SKC basketball player shows his skills

COEUR D’ALENE, Idaho – Bryce Kirk from Salish Kootenai College had one of those nights basketball players dream about during a tournament at North Idaho College. Kirk, Assiniboine/Sioux from Poplar on the Fort Peck Reservation in Montana, hit 12 three-point shots and scored 40 points in a losing effort to the host NIC Cardinals.

”They just kept dropping, so I kept shooting. I think I hit seven in the second half. I couldn’t hardly believe it,” he commented after the game. ”The crowd was great! It was fun!”

Kirk, a center, hit more than 50 percent of his three-point attempts, many of them from well beyond the arc out in NBA range.

SKC coach Zachary Camel said Kirk wasn’t the first player to hit that many ”threes” for him. ”If somebody’s hot, you just keep going to him. You also have to have someone get him the ball in the right spot, too.”

Kirk returned the second night with another excellent outing, scoring 25 points in a win over a North Idaho All-Star team.

University of Idaho professor named Diversity Fellow

MOSCOW, Idaho – Rebecca Tallent, of Cherokee heritage, a journalism and mass media professor at the University of Idaho, has been named a Diversity Leadership Fellow by the Society of Professional Journalists.

”Native Americans come out of a storytelling tradition. Journalism is a natural fit,” Tallent commented in a release.

Tallent worked and taught at a variety of jobs in Oklahoma before coming to Idaho a year ago. It was her background of working with American Indians and American Indian journalism that brought her to the SPJ’s attention.

Her yearlong fellowship will be spent working with University of Idaho students under the mentoring of Debora Wenger, a professor of journalism at Virginia Commonwealth University. ”The goal of diversity in journalism is to make our reporting better, to tell our stories better and to present the truth. If you don’t bring people with diverse backgrounds … you might miss out on the truth of the story,” Wenger said in a release.

Tallent explained: ”It isn’t just that you want to see someone that looks like you working in the field. It is that you want to know someone is there who understands your culture. I have walked down that path. I can help them navigate. My door is always open.”

Spokane Tribe makes large land purchase

WELLPINIT, Wash. – A goal of the Spokane Tribe is to own 100 percent of the land within its reservation. A recent large acquisition brings that goal considerably closer.

The tribe purchased 3,926 acres from Forest Capital Partners, a private forest landowner. Nearly 2,000 of those acres is considered critical big game winter range. Bonneville Power Administration is providing funding for the acquisition as part of its wildlife mitigation efforts.

Tribal Chairman Richard Sherwood commented in a release: ”We appreciate Forest Capital’s willingness to work with the tribe in meeting our goals of not only protecting our wildlife habitat, but also the sovereignty of the Spokane Tribe of Indians.”
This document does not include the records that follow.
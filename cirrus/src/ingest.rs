//! Loading observations from JSON lines.
//!
//! Each non-blank line is one serialized [`Observation`]. The stored id is
//! always reassigned by the store, so any `id` in the input is ignored.

use std::io::BufRead;

use tracing::{debug, warn};

use crate::error::{IngestError, Result};
use crate::observation::Observation;
use crate::store::ObservationStore;

/// What to do with a line that does not parse as an observation.
#[derive(Debug, Clone, Copy, PartialEq, Eq, Default)]
pub enum OnBadLine {
    /// Stop and return the parse error. Earlier lines stay inserted.
    #[default]
    Abort,
    /// Log a warning and continue with the next line.
    Skip,
}

/// Counts from one ingest run.
#[derive(Debug, Clone, Copy, PartialEq, Eq, Default)]
pub struct IngestSummary {
    /// Observations committed to the store.
    pub inserted: usize,
    /// Lines dropped under [`OnBadLine::Skip`].
    pub skipped: usize,
}

/// Reads observations line by line and inserts each one into `store`.
///
/// Lines are committed as they are read, so a long-lived reader such as
/// stdin feeds the store continuously until it reaches end of input.
///
/// # Errors
///
/// Fails when the reader fails, when an insert fails, or when a line does
/// not parse and `on_bad_line` is [`OnBadLine::Abort`].
pub fn ingest_lines<S, R>(store: &S, reader: R, on_bad_line: OnBadLine) -> Result<IngestSummary>
where
    S: ObservationStore,
    R: BufRead,
{
    let mut summary = IngestSummary::default();

    for (index, line) in reader.lines().enumerate() {
        let line = line.map_err(|source| IngestError::Read { source })?;
        if line.trim().is_empty() {
            continue;
        }

        let observation: Observation = match serde_json::from_str(&line) {
            Ok(observation) => observation,
            Err(source) => match on_bad_line {
                OnBadLine::Abort => {
                    return Err(IngestError::Parse { line: index + 1, source }.into());
                }
                OnBadLine::Skip => {
                    warn!(line = index + 1, error = %source, "skipping unparseable observation");
                    summary.skipped += 1;
                    continue;
                }
            },
        };

        let stored = store.insert(observation)?;
        debug!(id = stored.id, timestamp = %stored.timestamp, "ingested observation");
        summary.inserted += 1;
    }

    Ok(summary)
}

#[cfg(test)]
mod tests {
    use std::io::Cursor;

    use chrono::{TimeZone, Utc};

    use super::*;
    use crate::error::CirrusError;
    use crate::store::{ObservationView, Store};

    fn line(minute: u32, temp: f64) -> String {
        let mut obs = Observation::new(Utc.with_ymd_and_hms(2008, 10, 18, 12, minute, 0).unwrap());
        obs.temp_outdoor_c = temp;
        obs.humidity_outdoor = 84;
        serde_json::to_string(&obs).unwrap()
    }

    #[test]
    fn test_ingests_every_line_and_ignores_blanks() {
        let input = format!("{}\n\n{}\n   \n{}\n", line(0, 7.0), line(5, 7.5), line(10, 8.0));
        let store = Store::in_memory();

        let summary = ingest_lines(&store, Cursor::new(input), OnBadLine::Abort).unwrap();
        assert_eq!(summary, IngestSummary { inserted: 3, skipped: 0 });

        let view = store.view().unwrap();
        let latest = view
            .last_at_or_before(Utc.with_ymd_and_hms(2008, 10, 18, 13, 0, 0).unwrap())
            .unwrap()
            .unwrap();
        assert_eq!(latest.temp_outdoor_c, 8.0);
        assert_eq!(latest.id, 3);
    }

    #[test]
    fn test_abort_reports_line_number_and_keeps_earlier_rows() {
        let input = format!("{}\n{{not json\n{}\n", line(0, 7.0), line(5, 7.5));
        let store = Store::in_memory();

        let err = ingest_lines(&store, Cursor::new(input), OnBadLine::Abort).unwrap_err();
        assert!(matches!(err, CirrusError::Ingest(IngestError::Parse { line: 2, .. })));
        assert_eq!(store.len().unwrap(), 1);
    }

    #[test]
    fn test_skip_counts_bad_lines() {
        let input = format!("garbage\n{}\n{{}}\n{}\n", line(0, 7.0), line(5, 7.5));
        let store = Store::in_memory();

        let summary = ingest_lines(&store, Cursor::new(input), OnBadLine::Skip).unwrap();
        assert_eq!(summary, IngestSummary { inserted: 2, skipped: 2 });
        assert_eq!(store.len().unwrap(), 2);
    }

    #[test]
    fn test_input_ids_are_replaced() {
        let mut obs: Observation = serde_json::from_str(&line(0, 7.0)).unwrap();
        obs.id = 900;
        let input = serde_json::to_string(&obs).unwrap();
        let store = Store::in_memory();

        ingest_lines(&store, Cursor::new(input), OnBadLine::Abort).unwrap();
        let view = store.view().unwrap();
        let stored = view
            .last_at_or_before(Utc.with_ymd_and_hms(2008, 10, 18, 13, 0, 0).unwrap())
            .unwrap()
            .unwrap();
        assert_eq!(stored.id, 1);
    }
}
Rudy Peone, director of the Department of Natural Resources for the tribe, made similar comments in a release, saying the purchase ”will help the tribe to continue on its path of protecting and enhancing its wildlife habitat.”

Greg Delwiche, vice president of Environment, Fish and Wildlife at BPA, elaborated further in the release. ”This collaborative project fits perfectly with BPA’s commitment to restore or protect critical habitat that helps preserve the Pacific Northwest as the special place that it is. So far, BPA has protected more than 300,000 acres across the Northwest through the agency’s mitigation efforts.”

Tribe, team enter cooperate sponsorship

SPOKANE, Wash. – The Spokane Tribe and the Spokane Shock, a professional indoor football team, have expanded a partnership that began earlier when team members and coaches traveled to the reservation to conduct football training workshops. The Spokane Shock announced in mid-November that they have joined with the Spokane Tribe in a three-year corporate sponsorship with the team.

This partnership has provided the tribe with the naming rights to the field, which will be called ”Spokane Tribe Field at the Spokane Arena.” Many events are planned in the future, but the first involved the two entities teaming up to support an annual Christmas Wish Drive to provide needy families in the area with goods and services during the holiday season.

Jamie SiJohn, tribal spokesman, was quoted on www.our sportscentral.com as saying, ”The Spokane Tribe is proud to partner with such a quality organization as Shock Football. The team and its administration hold similar family goals as the Spokane Tribe and we believe this is a win-win partnership.”